Here, I'd like to be able to play with the grid which suggests itself out of Younge's elegant prose: pernicious baseless assertions; pernicious non-baseless assertions; non-pernicious baseless assertions; non-pernicious non-baseless assertions; pernicious baseless non-assertions; pernicious non-baseless non-assertions;
and so on. But, hey, who's got time for mere fun, when there's the serious business of logic and argument to contend with? So I'm just going to have to stick with pernicious baseless assertions, and in particular with the pernicious baseless assertion 'that there is any such thing as a "liberal hawk"'.
Can't be so according to big Gary. Why not? Well, because 'People are not liberal just because they say so' - that's true - and...
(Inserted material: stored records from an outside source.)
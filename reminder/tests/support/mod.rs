//! Shared helper utilities for gateway integration tests.
//!
//! Integration tests compile as separate crates under `tests/`, so the
//! in-process HTTP simulator standing in for Slack and Harvest lives here.

#![allow(dead_code, reason = "each test crate uses a different subset")]

use std::collections::HashMap;
use std::net::TcpListener;
use std::sync::Mutex;

use actix_web::dev::ServerHandle;
use actix_web::http::Method;
use actix_web::{App, HttpRequest, HttpResponse, HttpServer, web};

/// One request received by the simulator.
#[derive(Debug, Clone)]
pub struct ReceivedRequest {
    pub method: Method,
    pub path: String,
    pub query: String,
    pub headers: HashMap<String, String>,
    pub body: String,
}

impl ReceivedRequest {
    /// Header value by lower-case name.
    pub fn header(&self, name: &str) -> Option<&str> {
        self.headers.get(&name.to_ascii_lowercase()).map(String::as_str)
    }

    /// Body decoded as JSON.
    pub fn json(&self) -> serde_json::Value {
        serde_json::from_str(&self.body).expect("request body is JSON")
    }

    /// Decoded query parameter.
    pub fn query_param(&self, name: &str) -> Option<String> {
        url::form_urlencoded::parse(self.query.as_bytes())
            .find(|(key, _)| key == name)
            .map(|(_, value)| value.into_owned())
    }
}

#[derive(Default)]
struct SimulatorState {
    responses: Mutex<HashMap<(Method, String), (u16, String)>>,
    received: Mutex<Vec<ReceivedRequest>>,
}

/// Fluent HTTP simulator answering canned JSON per method and path.
///
/// Responses registered for `path?query` take precedence over those for the
/// bare `path`, which lets paginated endpoints answer per page.
pub struct ApiSimulator {
    base_url: String,
    state: web::Data<SimulatorState>,
    handle: ServerHandle,
}

impl ApiSimulator {
    /// Start a simulator on an ephemeral local port.
    pub fn start() -> Self {
        let state = web::Data::new(SimulatorState::default());
        let listener = TcpListener::bind("127.0.0.1:0").expect("bind simulator listener");
        let addr = listener.local_addr().expect("simulator address");

        let server_state = state.clone();
        let server = HttpServer::new(move || {
            App::new()
                .app_data(server_state.clone())
                .default_service(web::to(respond))
        })
        .disable_signals()
        .workers(1)
        .listen(listener)
        .expect("listen on simulator socket")
        .run();

        let handle = server.handle();
        actix_web::rt::spawn(server);

        Self {
            base_url: format!("http://{addr}/"),
            state,
            handle,
        }
    }

    /// Base address with a trailing slash, e.g. `http://127.0.0.1:4242/`.
    pub fn base_url(&self) -> &str {
        &self.base_url
    }

    /// Answer `method path` with `status` and a JSON `body`.
    pub fn responds(&self, method: Method, path: &str, status: u16, body: impl Into<String>) {
        self.state
            .responses
            .lock()
            .expect("responses mutex")
            .insert((method, path.to_owned()), (status, body.into()));
    }

    /// Answer `GET path` with 200 and `body`.
    pub fn get(&self, path: &str, body: impl Into<String>) {
        self.responds(Method::GET, path, 200, body);
    }

    /// Answer `POST path` with 200 and `body`.
    pub fn post(&self, path: &str, body: impl Into<String>) {
        self.responds(Method::POST, path, 200, body);
    }

    /// Every request received so far, in arrival order.
    pub fn received_requests(&self) -> Vec<ReceivedRequest> {
        self.state.received.lock().expect("received mutex").clone()
    }

    /// Stop accepting connections.
    pub async fn stop(self) {
        self.handle.stop(true).await;
    }
}

async fn respond(
    request: HttpRequest,
    body: web::Bytes,
    state: web::Data<SimulatorState>,
) -> HttpResponse {
    let received = ReceivedRequest {
        method: request.method().clone(),
        path: request.path().to_owned(),
        query: request.query_string().to_owned(),
        headers: request
            .headers()
            .iter()
            .filter_map(|(name, value)| {
                value
                    .to_str()
                    .ok()
                    .map(|value| (name.as_str().to_ascii_lowercase(), value.to_owned()))
            })
            .collect(),
        body: String::from_utf8_lossy(&body).into_owned(),
    };

    let with_query = format!("{}?{}", received.path, received.query);
    let canned = {
        let responses = state.responses.lock().expect("responses mutex");
        responses
            .get(&(received.method.clone(), with_query))
            .or_else(|| responses.get(&(received.method.clone(), received.path.clone())))
            .cloned()
    };
    state
        .received
        .lock()
        .expect("received mutex")
        .push(received);

    match canned {
        Some((status, body)) => HttpResponse::build(
            actix_web::http::StatusCode::from_u16(status).expect("valid status"),
        )
        .content_type("application/json")
        .body(body),
        None => HttpResponse::NotFound().finish(),
    }
}

/// Address of a local port with nothing listening on it.
pub fn unreachable_base_url() -> String {
    let listener = TcpListener::bind("127.0.0.1:0").expect("bind probe listener");
    let addr = listener.local_addr().expect("probe address");
    drop(listener);
    format!("http://{addr}/")
}
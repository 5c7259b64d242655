//! Test utilities shared by unit tests (in `src/`) and integration tests (in
//! `tests/`). Compiled for tests and behind the `test-support` feature.

use std::sync::Mutex;

use chrono::{DateTime, Local, TimeDelta, Utc};
use mockable::Clock;

/// Clock frozen at one instant, movable by whole minutes.
pub struct FixedClock(Mutex<DateTime<Utc>>);

impl FixedClock {
    /// Freeze the clock at `now`.
    pub fn new(now: DateTime<Utc>) -> Self {
        Self(Mutex::new(now))
    }

    /// Move the clock forward by `minutes`.
    pub fn advance_minutes(&self, minutes: i64) {
        *self.lock_clock() += TimeDelta::minutes(minutes);
    }

    fn lock_clock(&self) -> std::sync::MutexGuard<'_, DateTime<Utc>> {
        match self.0.lock() {
            Ok(guard) => guard,
            Err(_) => panic!("clock mutex"),
        }
    }
}

impl Clock for FixedClock {
    fn local(&self) -> DateTime<Local> {
        self.utc().with_timezone(&Local)
    }

    fn utc(&self) -> DateTime<Utc> {
        *self.lock_clock()
    }
}
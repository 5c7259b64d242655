//! Result value returned by message senders.
//!
//! Sending a message is expected to fail routinely (unknown channel, revoked
//! token), so senders report the outcome as a value instead of a Rust `Err`.
//! Callers observe the outcome with [`PostMessageResult::on_success`] and
//! [`PostMessageResult::on_failure`].

/// Marker carried by a successful send.
#[derive(Debug, Clone, Copy, PartialEq, Eq, Default)]
pub struct Success;

#[derive(Debug, Clone, PartialEq, Eq)]
enum Outcome<S, F> {
    Successful(S),
    Failed(F),
}

/// Two-variant outcome of a send.
///
/// The variant is chosen by the constructor and cannot be changed afterwards;
/// the type exposes no mutating operation.
///
/// # Examples
/// ```
/// use timesheet_reminder::domain::{PostMessageResult, Success};
///
/// let result: PostMessageResult<Success, String> =
///     PostMessageResult::failed("channel_not_found".to_owned());
///
/// let mut seen = None;
/// result
///     .on_success(|_| panic!("not a success"))
///     .on_failure(|error| seen = Some(error.clone()));
/// assert_eq!(seen.as_deref(), Some("channel_not_found"));
/// ```
#[derive(Debug, Clone, PartialEq, Eq)]
#[must_use]
pub struct PostMessageResult<S, F>(Outcome<S, F>);

impl<S, F> PostMessageResult<S, F> {
    /// Build a successful result.
    pub fn successful(success: S) -> Self {
        Self(Outcome::Successful(success))
    }

    /// Build a failed result.
    pub fn failed(failure: F) -> Self {
        Self(Outcome::Failed(failure))
    }

    /// Invoke `callback` with the success value, if this result is a success.
    ///
    /// The callback runs synchronously, at most once per call.
    pub fn on_success(&self, callback: impl FnOnce(&S)) -> &Self {
        if let Outcome::Successful(success) = &self.0 {
            callback(success);
        }
        self
    }

    /// Invoke `callback` with the failure value, if this result is a failure.
    ///
    /// The callback runs synchronously, at most once per call.
    pub fn on_failure(&self, callback: impl FnOnce(&F)) -> &Self {
        if let Outcome::Failed(failure) = &self.0 {
            callback(failure);
        }
        self
    }

    /// Return whether the send succeeded.
    pub fn is_success(&self) -> bool {
        matches!(self.0, Outcome::Successful(_))
    }

    /// Borrow the failure value, if any.
    pub fn failure(&self) -> Option<&F> {
        match &self.0 {
            Outcome::Successful(_) => None,
            Outcome::Failed(failure) => Some(failure),
        }
    }

    /// Convert into a standard `Result` for `?`-style callers.
    pub fn into_result(self) -> Result<S, F> {
        match self.0 {
            Outcome::Successful(success) => Ok(success),
            Outcome::Failed(failure) => Err(failure),
        }
    }
}

#[cfg(test)]
mod tests {
    use std::cell::Cell;

    use super::*;
    use rstest::rstest;

    #[rstest]
    fn success_fires_only_the_success_observer() {
        let result: PostMessageResult<Success, String> = PostMessageResult::successful(Success);
        let successes = Cell::new(0);
        let failures = Cell::new(0);

        result
            .on_success(|_| successes.set(successes.get() + 1))
            .on_failure(|_| failures.set(failures.get() + 1));

        assert_eq!(successes.get(), 1);
        assert_eq!(failures.get(), 0);
        assert!(result.is_success());
        assert!(result.failure().is_none());
    }

    #[rstest]
    fn failure_fires_only_the_failure_observer() {
        let result: PostMessageResult<Success, String> =
            PostMessageResult::failed("invalid_auth".to_owned());
        let successes = Cell::new(0);
        let mut received = None;

        result
            .on_success(|_| successes.set(successes.get() + 1))
            .on_failure(|error| received = Some(error.clone()));

        assert_eq!(successes.get(), 0);
        assert_eq!(received.as_deref(), Some("invalid_auth"));
        assert_eq!(result.failure().map(String::as_str), Some("invalid_auth"));
    }

    #[rstest]
    fn into_result_preserves_variant() {
        let ok: PostMessageResult<Success, String> = PostMessageResult::successful(Success);
        let failed: PostMessageResult<Success, String> = PostMessageResult::failed("x".to_owned());

        assert_eq!(ok.into_result(), Ok(Success));
        assert_eq!(failed.into_result(), Err("x".to_owned()));
    }
}
use once_cell::sync::Lazy;
use regex::Regex;
use tracing::debug;

use super::reshape::DATE_COLUMN;

/// A bracketed unit annotation such as `[kb/d]` anywhere in the label.
static UNIT_PATTERN: Lazy<Regex> =
    Lazy::new(|| Regex::new(r"\[.*\]").expect("unit pattern should compile"));

pub fn has_unit(label: &str) -> bool {
    UNIT_PATTERN.is_match(label)
}

/// Give every transposed column a readable name.
///
/// The sheet states a bracketed unit once on a group's first row and leaves
/// it implicit on the sub-rows below, so each unit-less label inherits the
/// last bracketed label seen before it and becomes `"<prefix> - <label>"`.
/// Labels seen before any bracketed one take the prefix `date`; the period
/// column itself is named `date` and therefore stays `date`.
pub fn disambiguate(columns: &[String]) -> Vec<String> {
    let mut last_prefix: Option<&str> = None;

    columns
        .iter()
        .map(|name| {
            if has_unit(name) {
                last_prefix = Some(name.as_str());
            }
            let prefix = last_prefix.unwrap_or(DATE_COLUMN);
            if prefix == name {
                name.clone()
            } else {
                let joined = format!("{} - {}", prefix, name);
                debug!(from = %name, to = %joined, "prefixed column");
                joined
            }
        })
        .collect()
}

#[cfg(test)]
mod tests {
    use super::*;

    fn strings(v: &[&str]) -> Vec<String> {
        v.iter().map(|s| s.to_string()).collect()
    }

    #[test]
    fn unit_is_carried_down_to_sub_metrics() {
        let input = strings(&[
            "Production [kb/d]",
            "Crude",
            "NGLs",
            "Imports [kb/d]",
            "Pipeline",
        ]);
        assert_eq!(
            disambiguate(&input),
            strings(&[
                "Production [kb/d]",
                "Production [kb/d] - Crude",
                "Production [kb/d] - NGLs",
                "Imports [kb/d]",
                "Imports [kb/d] - Pipeline",
            ])
        );
    }

    #[test]
    fn period_column_stays_date() {
        let input = strings(&["date", "Indigenous production [kt]", "Crude oil"]);
        assert_eq!(
            disambiguate(&input),
            strings(&[
                "date",
                "Indigenous production [kt]",
                "Indigenous production [kt] - Crude oil",
            ])
        );
    }

    #[test]
    fn labels_before_any_unit_get_date_prefix() {
        let input = strings(&["date", "Notes", "Total [kt]"]);
        assert_eq!(
            disambiguate(&input),
            strings(&["date", "date - Notes", "Total [kt]"])
        );
    }

    #[test]
    fn repeated_sub_metric_names_separate_by_group() {
        let input = strings(&["Exports [kt]", "Crude", "Imports [kt]", "Crude"]);
        let out = disambiguate(&input);
        assert_eq!(out[1], "Exports [kt] - Crude");
        assert_eq!(out[3], "Imports [kt] - Crude");
    }

    #[test]
    fn empty_input() {
        assert!(disambiguate(&[]).is_empty());
    }
}
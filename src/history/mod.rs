// src/history/mod.rs

pub mod state;

pub use state::LinkStatus;

use std::{
    collections::HashSet,
    fs::{self, OpenOptions},
    io::Write,
    path::PathBuf,
};
use tracing::{info, warn};

use crate::error::Result;

/// Append-only log of document links already processed, one per line.
pub struct LinkHistory {
    path: PathBuf,
    seen: HashSet<String>,
}

impl LinkHistory {
    /// Open the log at `path`, creating an empty one if needed, and load
    /// every recorded link.
    pub fn open(path: impl Into<PathBuf>) -> Result<Self> {
        let path = path.into();
        if let Some(parent) = path.parent().filter(|p| !p.as_os_str().is_empty()) {
            fs::create_dir_all(parent)?;
        }
        if !path.is_file() {
            fs::File::create(&path)?;
        }

        let seen: HashSet<String> = fs::read_to_string(&path)?
            .lines()
            .map(str::trim)
            .filter(|l| !l.is_empty())
            .map(str::to_string)
            .collect();
        info!(path = %path.display(), links = seen.len(), "loaded link history");

        Ok(Self { path, seen })
    }

    /// Exact, whole-line match against the log.
    pub fn check(&self, link: &str) -> LinkStatus {
        info!("checking for new source document");
        if self.seen.contains(link.trim()) {
            warn!(link, "no new source document detected");
            LinkStatus::Duplicate
        } else {
            LinkStatus::New
        }
    }

    /// Append `link` to the log. Recording the same link twice is a no-op.
    pub fn record(&mut self, link: &str) -> Result<()> {
        let link = link.trim();
        if !self.seen.insert(link.to_string()) {
            return Ok(());
        }
        let mut f = OpenOptions::new().append(true).open(&self.path)?;
        writeln!(f, "{}", link)?;
        f.sync_all()?;
        info!(link, "recorded processed link");
        Ok(())
    }

    pub fn len(&self) -> usize {
        self.seen.len()
    }

    pub fn is_empty(&self) -> bool {
        self.seen.is_empty()
    }
}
For the term to have any meaning at all they have to share some common ground on which the bombing of Iraq has no place.
So there's no such thing as a 'liberal hawk' because... well, because Gary says so: the term 'liberal', he legislates, simply excludes all terrain on which the bombing of Iraq might have a place. 'Liberal hawk' takes a dive - or it bombs - because 'liberal' excludes 'hawk'. What a wonderful argument. I wish I'd thought of it.
Gary's not through yet:
There was no progressive case for bypassing the will of the UN and international law and bombing a country that posed no immediate threat to any other.
Inference: if you're a progressive, you can't ever justify bombing a country which poses no immediate threat to any other. If it poses a less than immediate, but not very distant and very terrible, threat? If its government is committing genocide, or about to commit genocide, within its own borders? And so forth.
I've seen intelligent writing but, as Groucho Marx rounded off the sentence beginning 'I've had a wonderful evening...', this wasn't it.